The Scotland Act and the HRA do not affect Parliament’s ability to enact legislation and are unentrenched. (1) This is a poor beginning as it says nothing about the structure of the essay and says nothing of the meaning of a constitution, which is essential to the question. This means that the doctrine of Parliamentary Sovereignty remains intact. If the courts find a piece of legislation, passed either before or after the HRA to be incompatible with one or more of the Convention rights, this will not affect the validity or continuing effect of that legislation (ss 3(2) and 4(6)). Parliamentary sovereignty is the UK constitution (2) This is an overstatement and reflects only one view of the constitution, which demonstrates that the student has not appreciated a range of views on the constitution as required. and, therefore, it is technically incorrect to say that the UK has no constitution; however, the HRA and Scotland Act are strong instances of conventional and normative limits to the power of Parliament, because as regards Scotland, the Scottish Parliament and government are limited by the Scotland Act itself, the ECHR and EU law,while, as regards the HRA, the rights of UK citizens are authoritatively identified and stated to be fundamental, and executive actions are unlawful if they infringe such rights, unless primary legislation inescapably mandates or authorises the infringement. (3) While there are some good points here they are rather jumbled and incoherent, which obstructs the analysis.
The Scotland Act helps answer the English question, which arises because there is no UK Constitution and because the UK Parliament, as a result, has to serve as the Parliament for England, but with the problematic feature of containing a significant proportion of MPs from the non-English nations. Out of a total of 646 MPs, 117 represent non-English constituents: Scotland has 59 (a number recently reduced from 72 in partial recognition of the English question), Wales has 40 and Northern Ireland has 18. There are two distinct consequences that follow from this: first, what might be termed the government-formation issue; second, the legislation-legitimacy issue. As to the first, the problem is simply that it is possible that, in future, there will be a UK government that only holds power due to the presence in Westminster, as part of the governing party’s majority, of Scottish and Welsh MPs (hereafter the ‘Celtic MPs’). There would be nothing wrong with such a situation, save for the fact that the UK government also has to act as the English government (since there is no other). Thus the English people face the possible future of being governed by an administration that is a minority one in terms of seats: in blunt terms, by a Labour government when they voted Conservative. (4) This is clearly irrelevant information – a common error in student essays associated with poor revision is to introduce irrelevant analysis.

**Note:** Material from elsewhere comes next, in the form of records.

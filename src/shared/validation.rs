//! Presence checks for request fields.
//!
//! Inputs are only checked for presence: a field counts as provided when it
//! is present and non-empty. Content is stored as submitted.

/// Keep `value` only when it is present and non-empty.
pub fn present(value: Option<String>) -> Option<String> {
    value.filter(|v| !v.is_empty())
}
//! Backend Module
//!
//! All server-side code for Neighborly: an Axum HTTP server in front of a
//! SQLite database, with stateless JWT authentication.
//!
//! # Architecture
//!
//! - **`server`** - Configuration, application state, app creation
//! - **`routes`** - Router assembly, index page and fallback
//! - **`auth`** - Password hashing, tokens, users, ownership, auth handlers
//! - **`events`** - Community event storage and handlers
//! - **`posts`** - Bulletin post storage and handlers
//! - **`store`** - `Store` trait and its SQLite implementation
//! - **`middleware`** - Bearer token verification for protected routes
//! - **`flash`** - Redirect responses carrying a flash message
//! - **`seed`** - Sample data loader used by the `seed` binary
//! - **`error`** - `BackendError` and its HTTP rendering
//!
//! # Module Structure
//!
//! ```text
//! backend/
//! ├── mod.rs          - Module exports and documentation
//! ├── server/         - Config, state and initialization
//! ├── routes/         - Route configuration
//! ├── auth/           - Authentication and authorization
//! ├── events/         - Events
//! ├── posts/          - Posts
//! ├── store/          - Persistence
//! ├── middleware/     - Request middleware
//! ├── flash.rs        - Flash redirects
//! ├── seed/           - Sample data
//! └── error/          - Error types
//! ```
//!
//! # Request Flow
//!
//! 1. Protected routes pass through `middleware::auth_middleware`, which
//!    verifies the bearer token and records the caller's user ID.
//! 2. Handlers receive that ID through the `AuthUser` extractor and the
//!    store through `State<Arc<dyn Store>>`.
//! 3. Mutating handlers check ownership before touching the store.
//! 4. Every failure becomes a `BackendError`, rendered as JSON.
//!
//! # Thread Safety
//!
//! Request handlers share only immutable state: the signing keys, the
//! password hasher settings and the SQLite pool (internally synchronized).

/// Server setup and configuration
pub mod server;

/// Route configuration
pub mod routes;

/// Authentication and authorization
pub mod auth;

/// Community events
pub mod events;

/// Bulletin posts
pub mod posts;

/// Persistence
pub mod store;

/// Middleware for request processing
pub mod middleware;

/// Flash message redirects
pub mod flash;

/// Sample data
pub mod seed;

/// Backend error types
pub mod error;

/// Re-export commonly used types
pub use server::create_app;
pub use error::BackendError;
pub use store::{SqliteStore, Store, StoreError};
//! Server Module
//!
//! Initialization and configuration of the Axum HTTP server.
//!
//! # Module Structure
//!
//! ```text
//! server/
//! ├── mod.rs          - Module exports and documentation
//! ├── state.rs        - AppState and FromRef implementations
//! ├── config.rs       - Configuration loading (environment variables)
//! └── init.rs         - Server initialization and app creation
//! ```
//!
//! # Initialization Flow
//!
//! 1. **Configuration Loading**: `ServerConfig::from_env`
//! 2. **Storage**: SQLite pool opened, schema applied
//! 3. **State Creation**: store, token issuer and password hasher
//! 4. **Router Creation**: routes, auth middleware, CORS and tracing layers
//!
//! # Example
//!
//! ```rust,no_run
//! use neighborly::backend::server::{config::ServerConfig, create_app};
//!
//! # async fn example() -> Result<(), Box<dyn std::error::Error>> {
//! let config = ServerConfig::from_env()?;
//! let app = create_app(&config).await?;
//! let listener = tokio::net::TcpListener::bind(config.socket_addr()).await?;
//! axum::serve(listener, app).await?;
//! # Ok(())
//! # }
//! ```

/// Application state management
pub mod state;

/// Server configuration loading
pub mod config;

/// Server initialization
pub mod init;

// Re-export commonly used types
pub use config::{ConfigError, ServerConfig};
pub use init::create_app;
pub use state::AppState;
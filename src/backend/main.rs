/**
 * Neighborly Server Entry Point
 *
 * Loads `.env`, initializes tracing, reads the configuration and serves the
 * Axum app.
 */

use neighborly::backend::server::{create_app, ServerConfig};

#[tokio::main]
async fn main() -> Result<(), Box<dyn std::error::Error>> {
    // Load environment variables from .env file if present
    dotenv::dotenv().ok();

    let env_filter = std::env::var("RUST_LOG").unwrap_or_else(|_| "info".to_string());
    tracing_subscriber::fmt()
        .with_env_filter(tracing_subscriber::EnvFilter::new(&env_filter))
        .init();

    let config = ServerConfig::from_env()?;
    let app = create_app(&config).await?;

    let addr = config.socket_addr();
    tracing::info!("Starting server on {}", addr);

    let listener = tokio::net::TcpListener::bind(addr).await?;
    axum::serve(listener, app).await?;

    Ok(())
}
//! Authentication Handlers Module
//!
//! # Module Structure
//!
//! ```text
//! handlers/
//! ├── mod.rs        - Module exports and documentation
//! ├── types.rs      - Request/response types
//! ├── register.rs   - POST /register
//! ├── login.rs      - POST /login
//! ├── logout.rs     - POST /logout
//! └── protected.rs  - GET /protected
//! ```
//!
//! # Example
//!
//! ```rust,no_run
//! use neighborly::backend::auth::handlers::{login, register};
//! use neighborly::backend::server::state::AppState;
//! use axum::{routing::post, Router};
//!
//! let router: Router<AppState> = Router::new()
//!     .route("/register", post(register))
//!     .route("/login", post(login));
//! ```

/// Request and response types
pub mod types;

/// Registration handler
pub mod register;

/// Login handler
pub mod login;

/// Logout handler
pub mod logout;

/// Protected greeting handler
pub mod protected;

pub use types::{LoginRequest, LoginResponse, MessageResponse, RegisterRequest};

pub use login::login;
pub use logout::logout;
pub use protected::protected;
pub use register::register;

So, in some ways, the UK does have a constitution, but it is not based on Parliamentary Sovereignty. Before the HRA and Scotland Act this was not so much (5) This is rather vague. the case although government interference required authorisation the government could always enact legislation (6) This is obviously incorrect – Parliament enacts legislation. to give it a wide discretion. Also courts will not apply Acts of Parliament that conflict with rights deriving from European Community law. (7) The relevance of this requires some explanation and the case of Factortame Ltd and Others v Secretary of State for Transport (No 2) (1991) should be referred to. Furthermore some judges uphold basic rights and freedoms as part of the common law (e.g. judicial review of executive action) – a basic requirement of the rule of law – which the judges would not allow Parliament to remove. Also Parliament is not always considered supreme because the Courts could refuse to apply the doctrine of implied repeal, as they do in relation to ‘constitutional statutes’ (Thoburn (2002)). (8) This point also requires an explanation of implied repeal, as it relates to parliamentary sovereignty. Even though the HRA is not entrenched, for the first time courts have to read both past and future legislation into conformity with the Convention rights if possible (s 3(1)); see also A (2001), Ghaidan v Mendoza (2004) and Secretary of State for the Home Department v AF (no 3) (2009). So, in conclusion, the effect of the HRA and Scotland Act is not to create a British constitution, as they do not affect the ability of Parliament to repeal ‘constitutional guarantees’, even if they do strengthen normative constitutionalism. (9) A very basic conclusion that doesn't entirely reflect the analysis.